Теперь уже и Цанка плакал, горевал тяжко за судьбу сына. — Ну что тебе надо? — просил он сына. — Посмотри, всё есть… Сколько земли, природа, горы… Я тебя еще прокормлю, у тебя брат молодой, сестры, свой дом. Оставайся здесь, живи на здоровье, и сына здесь оставляй. Не хочешь жить в селе — у нас квартира хорошая в центре Грозного. Если хочешь, я тебя и на спокойную работу устрою. Оставайся, пожалуйста, Богом прошу!

— Да, да, я останусь, — потирал сын лицо, стал серьезным и спокойным.

Две недели Гелани жил, наслаждаясь природой и красотой родного края. Потом не выдержал, никому ничего не сказав, поехал в Грозный. Два дня его искали по всей республике, на третий день он приехал сам на такси.

— Батя, заплати, — крикнул он отцу, еле вылезая из машины.

Вид у него был потасканный, под глазом чернел синяк, костюм был в грязи и крови, рукав на предплечье распоролся. С этого дня Гелани слег и пролежал более месяца. Густан и две ее дочери, Дамани и Байхат, днем и ночью сидели возле больного. Цанка ездил в Грозный, привозил в Дуц-Хоте самых важных врачей в республике. Те осматривали больного и разводили руками — «лучевая болезнь, мы бессильны».

Тем не менее Гелани ожил, забегал как ни в чем не бывало по Вашандаройской долине. Каждое утро, как в детстве, он бегал купаться на родник, загорел.

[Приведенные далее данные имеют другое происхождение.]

use std::path::PathBuf;

use tracing::debug;

use super::json_file::{config_file_path, read_json_or_default};
use crate::repositories::RepositoryResult;
use crate::settings::models::AppConfig;

/// Reads `chatdesk/config.json`; environment variables win over the file.
pub struct AppConfigJsonRepository {
    file_path: PathBuf,
}

impl AppConfigJsonRepository {
    /// Create repository with XDG-compliant path
    pub fn new() -> RepositoryResult<Self> {
        Ok(Self {
            file_path: config_file_path("config.json")?,
        })
    }

    /// Create repository with custom path (for testing)
    pub fn with_path(file_path: PathBuf) -> Self {
        Self { file_path }
    }

    pub async fn load(&self) -> RepositoryResult<AppConfig> {
        let config: AppConfig = read_json_or_default(&self.file_path).await?;
        let config = config.with_env_overrides();
        debug!(
            path = %self.file_path.display(),
            api_base_url = %config.api_base_url,
            bucket = %config.user_bucket,
            "Loaded app config"
        );
        Ok(config)
    }
}
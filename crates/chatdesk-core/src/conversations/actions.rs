use std::collections::HashMap;

use tokio_util::sync::CancellationToken;

use super::models::{Conversation, ConversationPatch, Message, MessageDelta, MessagePatch, Rating};
use super::services::ChatStreamError;
use crate::entities::{EntityId, Folder, FolderPath, IdRemap};

/// Every transition of the conversation slice.
///
/// Some variants only trigger work in the controller (the reducer ignores
/// them); their results come back as the matching `*Success` / `*Fail`.
#[derive(Debug, Clone)]
pub enum ConversationAction {
    Init,
    InitFoldersAndConversations,
    InitSuccess {
        folders: Vec<Folder>,
        conversations: Vec<Conversation>,
    },
    InitFail {
        message: String,
    },

    SelectConversations {
        ids: Vec<EntityId>,
    },
    UploadConversationsByIds {
        ids: Vec<EntityId>,
    },
    UploadConversationsByIdsSuccess {
        conversations: Vec<Conversation>,
        failed_ids: Vec<EntityId>,
    },
    AddConversations {
        conversations: Vec<Conversation>,
        select: bool,
    },
    /// Empty `names` creates one conversation with the next default name.
    CreateNewConversations {
        names: Vec<String>,
    },
    CreateNewConversationSuccess {
        conversations: Vec<Conversation>,
    },
    DuplicateConversation {
        id: EntityId,
    },

    UpdateConversation {
        id: EntityId,
        values: ConversationPatch,
    },
    UpdateConversationSuccess {
        id: EntityId,
        conversation: ConversationPatch,
    },
    /// Roll back to `previous`; `id` is the id the conversation currently has.
    UpdateConversationFail {
        id: EntityId,
        previous: Box<Conversation>,
    },
    SaveConversation {
        id: EntityId,
    },
    SaveConversationSuccess {
        id: EntityId,
    },
    SaveConversationFail {
        id: EntityId,
        message: String,
    },

    DeleteConversations {
        ids: Vec<EntityId>,
        suppress_notice: bool,
    },
    DeleteConversationsComplete {
        ids: Vec<EntityId>,
    },

    /// Install a fresh cancellation scope for the next send session.
    CreateAbortController(CancellationToken),

    /// Send `message` to every selected conversation.
    SendMessages {
        message: Message,
        delete_count: usize,
    },
    SendMessage {
        id: EntityId,
        message: Message,
        delete_count: usize,
        active_replay_index: Option<usize>,
    },
    StreamMessage {
        id: EntityId,
    },
    MergeMessage {
        id: EntityId,
        chunk: MessageDelta,
    },
    StreamMessageSuccess {
        id: EntityId,
    },
    StreamMessageAborted {
        id: EntityId,
    },
    StreamMessageFail {
        id: EntityId,
        error: ChatStreamError,
    },
    StopStreamMessage,
    UpdateMessage {
        id: EntityId,
        message_index: usize,
        values: MessagePatch,
    },
    DeleteMessage {
        id: EntityId,
        index: usize,
    },
    /// Resend the last user message of every selected conversation.
    RegenerateMessage,
    RateMessage {
        id: EntityId,
        message_index: usize,
        rating: Option<Rating>,
    },
    RateMessageSuccess {
        id: EntityId,
        message_index: usize,
    },
    RateMessageFail {
        id: EntityId,
        message_index: usize,
        previous: Option<Rating>,
    },
    ClearConversationMessages {
        id: EntityId,
    },

    ReplayConversations {
        ids: Vec<EntityId>,
        replay_as_is: bool,
    },
    ReplayConversation {
        id: EntityId,
        is_restart: bool,
    },
    ReplayRequiresVariables {
        id: EntityId,
    },
    StopReplayConversation,
    ResumeReplayWithVariables {
        id: EntityId,
        values: HashMap<String, String>,
    },
    EndReplayConversation {
        id: EntityId,
    },

    PlaybackConversations {
        ids: Vec<EntityId>,
    },
    PlaybackNextMessageStart,
    PlaybackNextMessageEnd {
        id: EntityId,
    },
    PlaybackPrevMessage,
    PlaybackStop,
    PlaybackCancel,

    SelectForCompare {
        id: EntityId,
    },
    SelectForCompareCompleted {
        conversation: Box<Conversation>,
    },
    SelectForCompareFail,

    CreateFolder {
        parent: Option<FolderPath>,
        name: Option<String>,
    },
    RenameFolder {
        id: FolderPath,
        name: String,
    },
    MoveFolder {
        id: FolderPath,
        parent: FolderPath,
    },
    DeleteFolder {
        id: FolderPath,
    },
    /// Rewrite folder and conversation ids in one step (rename/move and their rollback).
    ApplyIdRemap {
        remap: IdRemap,
    },
    UploadFoldersSuccess {
        folders: Vec<Folder>,
    },
    ToggleFolderCollapse {
        id: FolderPath,
    },

    SetChosenConversations {
        ids: Vec<EntityId>,
    },
    SetChosenFolders {
        ids: Vec<FolderPath>,
    },
    ResetChosen,
    DeleteChosen,
}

У него на лице появился к концу лета легкий румянец. Вместе с отцом он ездил на сенокос, пас овец, ходил с походом в альпийские горы. О спиртном больше не вспоминал, даже курить стал значительно меньше.

Может, он так бы и остался в Дуц-Хоте, но в конце августа пришло письмо от жены. Оксана требовала привезти сына и в конце письма приписала, что очень соскучилась по «дорогому мужу, пустынными стали весь город и их квартира».

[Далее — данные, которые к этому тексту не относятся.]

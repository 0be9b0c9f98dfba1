pub mod conversation;
pub mod conversations_store;
pub mod message;

pub use conversation::{
    Conversation, ConversationMode, ConversationPatch, PlaybackState, ReplayState,
};
pub use conversations_store::ConversationsState;
pub use message::{
    Attachment, CustomContent, Message, MessageDelta, MessagePatch, MessageSettings, ModelRef,
    Rating, Role, Stage, StageStatus,
};
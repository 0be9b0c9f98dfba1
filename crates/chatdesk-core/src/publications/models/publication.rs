use serde::{Deserialize, Serialize};

use crate::entities::EntityId;

/// Lifecycle of a publication request: draft → pending approval → approved | rejected.
#[derive(Debug, Clone, Copy, PartialEq, Eq, Default, Serialize, Deserialize)]
#[serde(rename_all = "SCREAMING_SNAKE_CASE")]
pub enum PublicationStatus {
    #[default]
    Draft,
    #[serde(rename = "PENDING")]
    PendingApproval,
    Approved,
    Rejected,
}

impl PublicationStatus {
    pub fn is_final(&self) -> bool {
        matches!(self, PublicationStatus::Approved | PublicationStatus::Rejected)
    }
}

#[derive(Debug, Clone, Copy, PartialEq, Eq, Serialize, Deserialize)]
#[serde(rename_all = "SCREAMING_SNAKE_CASE")]
pub enum ResourceAction {
    Add,
    AddIfAbsent,
    Delete,
}

impl ResourceAction {
    pub fn is_unpublish(&self) -> bool {
        matches!(self, ResourceAction::Delete)
    }
}

/// One resource operation of a publication request.
#[derive(Debug, Clone, PartialEq, Serialize, Deserialize)]
#[serde(rename_all = "camelCase")]
pub struct PublicationResource {
    pub action: ResourceAction,
    /// Own entity being published; absent for unpublish requests.
    #[serde(default, skip_serializing_if = "Option::is_none")]
    pub source_url: Option<EntityId>,
    /// Location in the public bucket.
    pub target_url: EntityId,
}

impl PublicationResource {
    pub fn publish(source: EntityId, target: EntityId) -> Self {
        Self {
            action: ResourceAction::Add,
            source_url: Some(source),
            target_url: target,
        }
    }

    pub fn unpublish(target: EntityId) -> Self {
        Self {
            action: ResourceAction::Delete,
            source_url: None,
            target_url: target,
        }
    }
}

#[derive(Debug, Clone, PartialEq, Serialize, Deserialize)]
#[serde(rename_all = "camelCase")]
pub struct Publication {
    pub url: String,
    #[serde(default)]
    pub name: String,
    #[serde(default, skip_serializing_if = "Option::is_none")]
    pub target_folder: Option<String>,
    #[serde(default)]
    pub status: PublicationStatus,
    #[serde(default)]
    pub resources: Vec<PublicationResource>,
    #[serde(default)]
    pub created_at: i64,
}

impl Publication {
    pub fn is_unpublishing(&self) -> bool {
        !self.resources.is_empty() && self.resources.iter().all(|r| r.action.is_unpublish())
    }

    pub fn targets(&self, action: ResourceAction) -> impl Iterator<Item = &EntityId> {
        self.resources
            .iter()
            .filter(move |r| r.action == action)
            .map(|r| &r.target_url)
    }
}

/// Body of a create request.
#[derive(Debug, Clone, PartialEq, Serialize)]
#[serde(rename_all = "camelCase")]
pub struct PublicationRequest {
    pub name: String,
    #[serde(skip_serializing_if = "Option::is_none")]
    pub target_folder: Option<String>,
    pub resources: Vec<PublicationResource>,
}

/// An entity of the live public tree.
#[derive(Debug, Clone, PartialEq)]
pub struct PublicEntity {
    pub id: EntityId,
    /// The id without its version; all versions of one entity share it.
    pub version_group: EntityId,
}

impl PublicEntity {
    pub fn new(id: EntityId) -> Self {
        Self {
            version_group: id.version_group(),
            id,
        }
    }
}

#[cfg(test)]
mod tests {
    use super::*;

    #[test]
    fn test_publication_json() {
        let json = r#"{
            "url": "publications/u/p1",
            "name": "Share chat",
            "status": "PENDING",
            "createdAt": 10,
            "resources": [
                {"action": "DELETE", "targetUrl": "conversations/public/chat__v1"}
            ]
        }"#;
        let publication: Publication = serde_json::from_str(json).unwrap();
        assert_eq!(publication.status, PublicationStatus::PendingApproval);
        assert!(publication.is_unpublishing());
        assert_eq!(publication.resources[0].target_url.version(), Some("1"));
    }
}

Гелани попросил у отца денег на дорогу и уехал вместе с ребенком в Свердловск. Артур не хотел уезжать, плакал, даже убегал из дому. За лето он сдружился с местной детворой, выучил чеченские слова, облазил все окрестности. А своего двоюродного братика, маленького Элаберда, полюбил сердечно. Они весь день бывали вместе, и ночью спали в одной кровати. На вокзале, прощаясь, Цанка и Гелани прослезились, по-родственному, крепко обнялись.

— Батя, ты за сыном посмотри, если что, — шептал сын старому отцу.

— Это вам надо за мной смотреть, — пытался отшутиться Цанка.